(Beginning of INFORMATION GIVEN)

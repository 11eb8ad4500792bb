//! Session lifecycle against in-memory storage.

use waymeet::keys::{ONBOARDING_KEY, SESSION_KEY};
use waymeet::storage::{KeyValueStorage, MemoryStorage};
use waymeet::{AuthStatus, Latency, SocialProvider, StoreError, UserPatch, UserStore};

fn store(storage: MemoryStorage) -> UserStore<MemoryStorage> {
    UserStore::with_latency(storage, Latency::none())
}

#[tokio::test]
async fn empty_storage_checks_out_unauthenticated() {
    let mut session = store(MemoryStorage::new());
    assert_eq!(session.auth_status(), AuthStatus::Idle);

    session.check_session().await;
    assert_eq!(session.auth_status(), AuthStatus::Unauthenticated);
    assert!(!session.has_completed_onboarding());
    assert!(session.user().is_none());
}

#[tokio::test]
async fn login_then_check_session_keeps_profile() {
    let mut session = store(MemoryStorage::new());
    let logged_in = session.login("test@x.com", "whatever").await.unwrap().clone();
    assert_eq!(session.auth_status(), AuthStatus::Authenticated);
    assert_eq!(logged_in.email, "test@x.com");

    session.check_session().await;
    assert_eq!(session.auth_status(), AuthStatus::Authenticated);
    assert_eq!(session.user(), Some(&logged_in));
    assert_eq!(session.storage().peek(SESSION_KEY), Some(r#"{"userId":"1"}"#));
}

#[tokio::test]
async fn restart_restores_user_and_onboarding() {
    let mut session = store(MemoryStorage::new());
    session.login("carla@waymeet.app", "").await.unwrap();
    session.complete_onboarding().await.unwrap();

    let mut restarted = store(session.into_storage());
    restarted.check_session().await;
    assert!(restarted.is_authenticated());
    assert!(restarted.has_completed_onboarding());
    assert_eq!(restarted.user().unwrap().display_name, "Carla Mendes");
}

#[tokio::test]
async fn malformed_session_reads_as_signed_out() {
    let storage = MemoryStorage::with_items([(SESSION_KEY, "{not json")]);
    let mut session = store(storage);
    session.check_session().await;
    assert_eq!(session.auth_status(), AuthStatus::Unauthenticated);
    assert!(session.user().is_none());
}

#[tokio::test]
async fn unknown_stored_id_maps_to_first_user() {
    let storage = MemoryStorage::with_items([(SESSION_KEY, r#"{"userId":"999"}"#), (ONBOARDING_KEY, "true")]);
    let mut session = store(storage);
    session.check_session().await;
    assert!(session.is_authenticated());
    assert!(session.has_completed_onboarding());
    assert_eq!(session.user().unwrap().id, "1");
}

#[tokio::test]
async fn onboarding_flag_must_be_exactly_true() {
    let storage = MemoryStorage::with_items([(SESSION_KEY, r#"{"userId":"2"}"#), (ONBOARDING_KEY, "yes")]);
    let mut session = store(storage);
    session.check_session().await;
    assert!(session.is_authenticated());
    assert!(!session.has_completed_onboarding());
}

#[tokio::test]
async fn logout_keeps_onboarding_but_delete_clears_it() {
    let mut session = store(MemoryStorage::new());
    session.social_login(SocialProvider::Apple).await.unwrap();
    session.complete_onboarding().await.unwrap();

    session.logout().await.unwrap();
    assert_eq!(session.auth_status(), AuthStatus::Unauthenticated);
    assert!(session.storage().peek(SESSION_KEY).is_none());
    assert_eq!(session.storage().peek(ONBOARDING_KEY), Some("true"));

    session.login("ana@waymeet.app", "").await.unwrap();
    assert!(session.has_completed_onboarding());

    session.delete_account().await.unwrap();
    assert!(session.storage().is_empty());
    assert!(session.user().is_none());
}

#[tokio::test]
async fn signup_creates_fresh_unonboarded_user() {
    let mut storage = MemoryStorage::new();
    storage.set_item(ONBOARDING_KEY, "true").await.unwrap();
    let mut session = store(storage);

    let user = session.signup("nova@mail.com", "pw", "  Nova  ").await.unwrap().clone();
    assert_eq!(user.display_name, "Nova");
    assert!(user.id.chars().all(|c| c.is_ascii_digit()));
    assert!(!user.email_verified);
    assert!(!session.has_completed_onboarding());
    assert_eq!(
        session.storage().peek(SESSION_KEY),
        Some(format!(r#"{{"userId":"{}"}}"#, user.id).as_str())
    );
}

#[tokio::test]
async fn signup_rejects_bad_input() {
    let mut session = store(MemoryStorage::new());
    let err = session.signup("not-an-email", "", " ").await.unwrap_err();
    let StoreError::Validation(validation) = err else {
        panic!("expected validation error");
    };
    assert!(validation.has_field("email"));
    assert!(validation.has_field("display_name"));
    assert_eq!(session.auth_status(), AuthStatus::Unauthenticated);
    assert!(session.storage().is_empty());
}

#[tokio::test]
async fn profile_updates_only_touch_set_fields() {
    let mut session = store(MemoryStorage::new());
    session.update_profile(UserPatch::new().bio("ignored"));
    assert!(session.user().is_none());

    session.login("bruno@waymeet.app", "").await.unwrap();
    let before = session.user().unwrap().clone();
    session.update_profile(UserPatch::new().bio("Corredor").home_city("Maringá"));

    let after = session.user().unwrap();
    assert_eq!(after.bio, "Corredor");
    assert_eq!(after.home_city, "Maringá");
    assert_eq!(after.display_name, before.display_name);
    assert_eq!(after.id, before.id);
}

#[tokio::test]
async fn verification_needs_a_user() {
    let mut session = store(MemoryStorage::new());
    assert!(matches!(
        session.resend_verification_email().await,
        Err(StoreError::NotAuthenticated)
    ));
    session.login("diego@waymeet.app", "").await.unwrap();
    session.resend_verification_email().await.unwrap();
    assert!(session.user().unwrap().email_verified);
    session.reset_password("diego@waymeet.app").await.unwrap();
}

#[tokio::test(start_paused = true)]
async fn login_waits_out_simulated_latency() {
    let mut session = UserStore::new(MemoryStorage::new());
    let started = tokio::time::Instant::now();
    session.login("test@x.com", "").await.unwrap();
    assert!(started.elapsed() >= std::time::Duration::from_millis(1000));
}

(End of INFORMATION GIVEN)
(Beginning of INFORMATION GIVEN)

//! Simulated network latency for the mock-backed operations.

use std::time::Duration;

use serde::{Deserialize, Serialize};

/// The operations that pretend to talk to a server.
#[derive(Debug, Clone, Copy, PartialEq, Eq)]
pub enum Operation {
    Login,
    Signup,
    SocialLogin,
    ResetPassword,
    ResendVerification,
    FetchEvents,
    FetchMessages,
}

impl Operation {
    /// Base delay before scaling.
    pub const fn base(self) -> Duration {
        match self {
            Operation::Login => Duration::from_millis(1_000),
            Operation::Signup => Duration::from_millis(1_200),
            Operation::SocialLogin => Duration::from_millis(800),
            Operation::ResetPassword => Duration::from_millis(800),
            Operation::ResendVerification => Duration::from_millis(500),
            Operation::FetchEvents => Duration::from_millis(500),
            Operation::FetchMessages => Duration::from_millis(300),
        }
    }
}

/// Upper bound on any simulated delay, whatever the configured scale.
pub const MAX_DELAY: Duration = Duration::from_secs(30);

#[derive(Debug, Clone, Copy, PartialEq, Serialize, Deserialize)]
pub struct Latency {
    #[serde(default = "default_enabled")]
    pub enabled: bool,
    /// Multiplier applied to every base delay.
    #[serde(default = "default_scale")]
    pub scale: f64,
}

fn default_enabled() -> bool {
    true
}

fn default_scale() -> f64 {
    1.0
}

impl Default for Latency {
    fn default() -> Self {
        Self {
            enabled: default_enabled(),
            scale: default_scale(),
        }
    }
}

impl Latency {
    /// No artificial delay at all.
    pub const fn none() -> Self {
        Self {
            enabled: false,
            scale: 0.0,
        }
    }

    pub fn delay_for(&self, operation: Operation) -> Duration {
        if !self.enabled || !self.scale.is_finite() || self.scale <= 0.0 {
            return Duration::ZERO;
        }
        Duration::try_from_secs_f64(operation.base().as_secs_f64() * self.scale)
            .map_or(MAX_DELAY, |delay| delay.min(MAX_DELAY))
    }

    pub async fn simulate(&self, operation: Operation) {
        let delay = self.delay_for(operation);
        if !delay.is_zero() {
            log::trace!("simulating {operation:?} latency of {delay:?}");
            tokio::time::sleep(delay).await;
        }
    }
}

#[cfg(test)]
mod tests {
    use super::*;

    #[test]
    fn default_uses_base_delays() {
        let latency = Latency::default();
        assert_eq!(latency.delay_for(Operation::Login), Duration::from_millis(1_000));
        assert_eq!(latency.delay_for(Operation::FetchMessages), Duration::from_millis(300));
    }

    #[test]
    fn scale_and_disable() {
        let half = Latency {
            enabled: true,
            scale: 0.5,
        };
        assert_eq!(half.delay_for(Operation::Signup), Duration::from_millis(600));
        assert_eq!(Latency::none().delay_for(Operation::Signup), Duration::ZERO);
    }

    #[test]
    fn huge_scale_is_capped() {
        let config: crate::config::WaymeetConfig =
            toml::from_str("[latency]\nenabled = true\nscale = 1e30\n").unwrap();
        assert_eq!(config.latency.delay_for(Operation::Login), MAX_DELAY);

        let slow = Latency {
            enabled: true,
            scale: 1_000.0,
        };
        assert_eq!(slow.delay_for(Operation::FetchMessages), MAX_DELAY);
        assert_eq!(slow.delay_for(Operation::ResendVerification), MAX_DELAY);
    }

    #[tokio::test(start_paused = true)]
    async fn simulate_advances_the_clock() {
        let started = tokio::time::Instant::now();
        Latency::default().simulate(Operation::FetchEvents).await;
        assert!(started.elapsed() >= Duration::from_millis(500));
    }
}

(End of INFORMATION GIVEN)

▸ **AIM OF THE EXERCISE**: Among the lines above, return those that contain the string "derive".

▸ **RESPONSE TO THIS TASK**:
#[derive(Debug, Clone, Copy, PartialEq, Eq)]
#[derive(Debug, Clone, Copy, PartialEq, Serialize, Deserialize)]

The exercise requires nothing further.